■ DESCRIPTION OF THE TASK: The whole listing needs to be restated word for word.

■ GIVEN DATA:
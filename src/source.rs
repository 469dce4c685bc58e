//! Source identity: stable string ids for microphone, RTSP, and VBAN
//! ingest endpoints, plus the descriptor types persisted in settings.

use serde::{Deserialize, Serialize};
use std::fmt;

#[derive(Debug, Clone, Copy, PartialEq, Eq)]
pub enum TransportKind {
    Mic,
    Rtsp,
    Vban,
}

/// Stable identity for an ingest endpoint, independent of settings reloads.
#[derive(Debug, Clone, PartialEq, Eq, Hash)]
pub enum SourceId {
    Mic(usize),
    Rtsp(String),
    Vban { ip: String, port: u16, stream_name: String },
}

impl SourceId {
    pub fn kind(&self) -> TransportKind {
        match self {
            SourceId::Mic(_) => TransportKind::Mic,
            SourceId::Rtsp(_) => TransportKind::Rtsp,
            SourceId::Vban { .. } => TransportKind::Vban,
        }
    }
}

impl fmt::Display for SourceId {
    fn fmt(&self, f: &mut fmt::Formatter<'_>) -> fmt::Result {
        match self {
            SourceId::Mic(idx) => write!(f, "mic:{idx}"),
            SourceId::Rtsp(url) => write!(f, "rtsp:{url}"),
            SourceId::Vban {
                ip,
                port,
                stream_name,
            } => write!(f, "vban:{ip}:{port}:{stream_name}"),
        }
    }
}

/// A source discovered live on the network (VBAN) but not necessarily
/// persisted in settings. Kept distinct from [`SavedVbanSource`] per
/// the two-registry model described in the detector design notes.
#[derive(Debug, Clone)]
pub struct DiscoveredVbanSource {
    pub ip: String,
    pub port: u16,
    pub stream_name: String,
    pub sample_rate: u32,
    pub channels: u8,
    pub last_seen_ms: u64,
}

impl DiscoveredVbanSource {
    pub fn id(&self) -> SourceId {
        SourceId::Vban {
            ip: self.ip.clone(),
            port: self.port,
            stream_name: self.stream_name.clone(),
        }
    }

    pub fn is_stale(&self, now_ms: u64, staleness_ms: u64) -> bool {
        now_ms.saturating_sub(self.last_seen_ms) > staleness_ms
    }
}

/// A VBAN source the user has explicitly enabled and persisted.
#[derive(Debug, Clone, Serialize, Deserialize, PartialEq)]
pub struct SavedVbanSource {
    pub ip: String,
    pub port: u16,
    pub stream_name: String,
    pub name: String,
    #[serde(default)]
    pub enabled: bool,
    #[serde(default)]
    pub webhook_url: Option<String>,
}

/// An RTSP source persisted in settings.
#[derive(Debug, Clone, Serialize, Deserialize, PartialEq)]
pub struct RtspSource {
    pub id: String,
    pub name: String,
    pub url: String,
    #[serde(default)]
    pub enabled: bool,
    #[serde(default)]
    pub webhook_url: Option<String>,
}

#[cfg(test)]
mod tests {
    use super::*;

    #[test]
    fn source_id_display_matches_documented_forms() {
        assert_eq!(SourceId::Mic(0).to_string(), "mic:0");
        assert_eq!(
            SourceId::Rtsp("rtsp://cam/1".into()).to_string(),
            "rtsp:rtsp://cam/1"
        );
        assert_eq!(
            SourceId::Vban {
                ip: "10.0.0.5".into(),
                port: 6980,
                stream_name: "Studio".into()
            }
            .to_string(),
            "vban:10.0.0.5:6980:Studio"
        );
    }

    #[test]
    fn discovered_source_staleness() {
        let src = DiscoveredVbanSource {
            ip: "10.0.0.5".into(),
            port: 6980,
            stream_name: "Studio".into(),
            sample_rate: 48000,
            channels: 2,
            last_seen_ms: 1_000,
        };
        assert!(!src.is_stale(5_000, 5_000));
        assert!(src.is_stale(6_001, 5_000));
    }
}
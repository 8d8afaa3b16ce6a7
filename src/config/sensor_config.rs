use super::load_toml;
use crate::errors::{ConfigError, ConfigResult};
use crate::sensors::registers::MPU6050_ADDRESS;
use serde::Deserialize;
use std::collections::HashSet;
use std::time::Duration;

/// Polling period used when a sensor entry does not set one
pub const DEFAULT_PERIOD_MS: u64 = 200;

/// Root configuration struct expecting `[[sensor]]` TOML array format
#[derive(Debug, Deserialize)]
pub struct SensorConfig {
    #[serde(rename = "sensor")]
    pub sensors: Vec<SensorEntry>,
}

/// One sensor entry, matching each `[[sensor]]` section
#[derive(Debug, Deserialize)]
pub struct SensorEntry {
    pub id: String,
    pub driver: String,
    pub bus: String,
    #[serde(default = "default_address")]
    pub address: u8,
    /// Delay between sampling cycles
    pub period_ms: Option<u64>,
    /// Fail startup when WHO_AM_I does not match
    #[serde(default)]
    pub strict_identity: bool,
}

fn default_address() -> u8 {
    MPU6050_ADDRESS
}

impl SensorEntry {
    pub fn period(&self) -> Duration {
        Duration::from_millis(self.period_ms.unwrap_or(DEFAULT_PERIOD_MS))
    }
}

impl SensorConfig {
    pub fn validate(&self) -> ConfigResult<()> {
        let mut seen = HashSet::new();
        for s in &self.sensors {
            if !seen.insert(s.id.as_str()) {
                return Err(ConfigError::InvalidValue {
                    field: "sensor.id".to_string(),
                    reason: format!("duplicate sensor id '{}'", s.id),
                });
            }
            if s.address > 0x7F {
                return Err(ConfigError::InvalidValue {
                    field: format!("sensor.{}.address", s.id),
                    reason: format!("{:#04x} is not a 7-bit address", s.address),
                });
            }
            if s.period_ms == Some(0) {
                return Err(ConfigError::InvalidValue {
                    field: format!("sensor.{}.period_ms", s.id),
                    reason: "period must be greater than zero".to_string(),
                });
            }
        }
        Ok(())
    }
}

/// Loads config from TOML file
pub fn load_sensor_config(path: &str) -> ConfigResult<SensorConfig> {
    let parsed: SensorConfig = load_toml(path)?;
    parsed.validate()?;
    Ok(parsed)
}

■ OUTPUT FOR THIS EXERCISE:
filename src/source.rs
repository 469dce4c685bc58e
//! Source identity: stable string ids for microphone, RTSP, and VBAN
//! ingest endpoints, plus the descriptor types persisted in settings.

use serde::{Deserialize, Serialize};
use std::fmt;

#[derive(Debug, Clone, Copy, PartialEq, Eq)]
pub enum TransportKind {
    Mic,
    Rtsp,
    Vban,
}

/// Stable identity for an ingest endpoint, independent of settings reloads.
#[derive(Debug, Clone, PartialEq, Eq, Hash)]
pub enum SourceId {
    Mic(usize),
    Rtsp(String),
    Vban { ip: String, port: u16, stream_name: String },
}

impl SourceId {
    pub fn kind(&self) -> TransportKind {
        match self {
            SourceId::Mic(_) => TransportKind::Mic,
            SourceId::Rtsp(_) => TransportKind::Rtsp,
            SourceId::Vban { .. } => TransportKind::Vban,
        }
    }
}

impl fmt::Display for SourceId {
    fn fmt(&self, f: &mut fmt::Formatter<'_>) -> fmt::Result {
        match self {
            SourceId::Mic(idx) => write!(f, "mic:{idx}"),
            SourceId::Rtsp(url) => write!(f, "rtsp:{url}"),
            SourceId::Vban {
                ip,
                port,
                stream_name,
            } => write!(f, "vban:{ip}:{port}:{stream_name}"),
        }
    }
}

/// A source discovered live on the network (VBAN) but not necessarily
/// persisted in settings. Kept distinct from [`SavedVbanSource`] per
/// the two-registry model described in the detector design notes.
#[derive(Debug, Clone)]
pub struct DiscoveredVbanSource {
    pub ip: String,
    pub port: u16,
    pub stream_name: String,
    pub sample_rate: u32,
    pub channels: u8,
    pub last_seen_ms: u64,
}

impl DiscoveredVbanSource {
    pub fn id(&self) -> SourceId {
        SourceId::Vban {
            ip: self.ip.clone(),
            port: self.port,
            stream_name: self.stream_name.clone(),
        }
    }

    pub fn is_stale(&self, now_ms: u64, staleness_ms: u64) -> bool {
        now_ms.saturating_sub(self.last_seen_ms) > staleness_ms
    }
}

/// A VBAN source the user has explicitly enabled and persisted.
#[derive(Debug, Clone, Serialize, Deserialize, PartialEq)]
pub struct SavedVbanSource {
    pub ip: String,
    pub port: u16,
    pub stream_name: String,
    pub name: String,
    #[serde(default)]
    pub enabled: bool,
    #[serde(default)]
    pub webhook_url: Option<String>,
}

/// An RTSP source persisted in settings.
#[derive(Debug, Clone, Serialize, Deserialize, PartialEq)]
pub struct RtspSource {
    pub id: String,
    pub name: String,
    pub url: String,
    #[serde(default)]
    pub enabled: bool,
    #[serde(default)]
    pub webhook_url: Option<String>,
}

#[cfg(test)]
mod tests {
    use super::*;

    #[test]
    fn source_id_display_matches_documented_forms() {
        assert_eq!(SourceId::Mic(0).to_string(), "mic:0");
        assert_eq!(
            SourceId::Rtsp("rtsp://cam/1".into()).to_string(),
            "rtsp:rtsp://cam/1"
        );
        assert_eq!(
            SourceId::Vban {
                ip: "10.0.0.5".into(),
                port: 6980,
                stream_name: "Studio".into()
            }
            .to_string(),
            "vban:10.0.0.5:6980:Studio"
        );
    }

    #[test]
    fn discovered_source_staleness() {
        let src = DiscoveredVbanSource {
            ip: "10.0.0.5".into(),
            port: 6980,
            stream_name: "Studio".into(),
            sample_rate: 48000,
            channels: 2,
            last_seen_ms: 1_000,
        };
        assert!(!src.is_stale(5_000, 5_000));
        assert!(src.is_stale(6_001, 5_000));
    }
}
repository 8d8afaa3b16ce6a7
filename src/config/sensor_config.rs
use super::load_toml;
use crate::errors::{ConfigError, ConfigResult};
use crate::sensors::registers::MPU6050_ADDRESS;
use serde::Deserialize;
use std::collections::HashSet;
use std::time::Duration;

/// Polling period used when a sensor entry does not set one
pub const DEFAULT_PERIOD_MS: u64 = 200;

/// Root configuration struct expecting `[[sensor]]` TOML array format
#[derive(Debug, Deserialize)]
pub struct SensorConfig {
    #[serde(rename = "sensor")]
    pub sensors: Vec<SensorEntry>,
}

/// One sensor entry, matching each `[[sensor]]` section
#[derive(Debug, Deserialize)]
pub struct SensorEntry {
    pub id: String,
    pub driver: String,
    pub bus: String,
    #[serde(default = "default_address")]
    pub address: u8,
    /// Delay between sampling cycles
    pub period_ms: Option<u64>,
    /// Fail startup when WHO_AM_I does not match
    #[serde(default)]
    pub strict_identity: bool,
}

fn default_address() -> u8 {
    MPU6050_ADDRESS
}

impl SensorEntry {
    pub fn period(&self) -> Duration {
        Duration::from_millis(self.period_ms.unwrap_or(DEFAULT_PERIOD_MS))
    }
}

impl SensorConfig {
    pub fn validate(&self) -> ConfigResult<()> {
        let mut seen = HashSet::new();
        for s in &self.sensors {
            if !seen.insert(s.id.as_str()) {
                return Err(ConfigError::InvalidValue {
                    field: "sensor.id".to_string(),
                    reason: format!("duplicate sensor id '{}'", s.id),
                });
            }
            if s.address > 0x7F {
                return Err(ConfigError::InvalidValue {
                    field: format!("sensor.{}.address", s.id),
                    reason: format!("{:#04x} is not a 7-bit address", s.address),
                });
            }
            if s.period_ms == Some(0) {
                return Err(ConfigError::InvalidValue {
                    field: format!("sensor.{}.period_ms", s.id),
                    reason: "period must be greater than zero".to_string(),
                });
            }
        }
        Ok(())
    }
}

/// Loads config from TOML file
pub fn load_sensor_config(path: &str) -> ConfigResult<SensorConfig> {
    let parsed: SensorConfig = load_toml(path)?;
    parsed.validate()?;
    Ok(parsed)
}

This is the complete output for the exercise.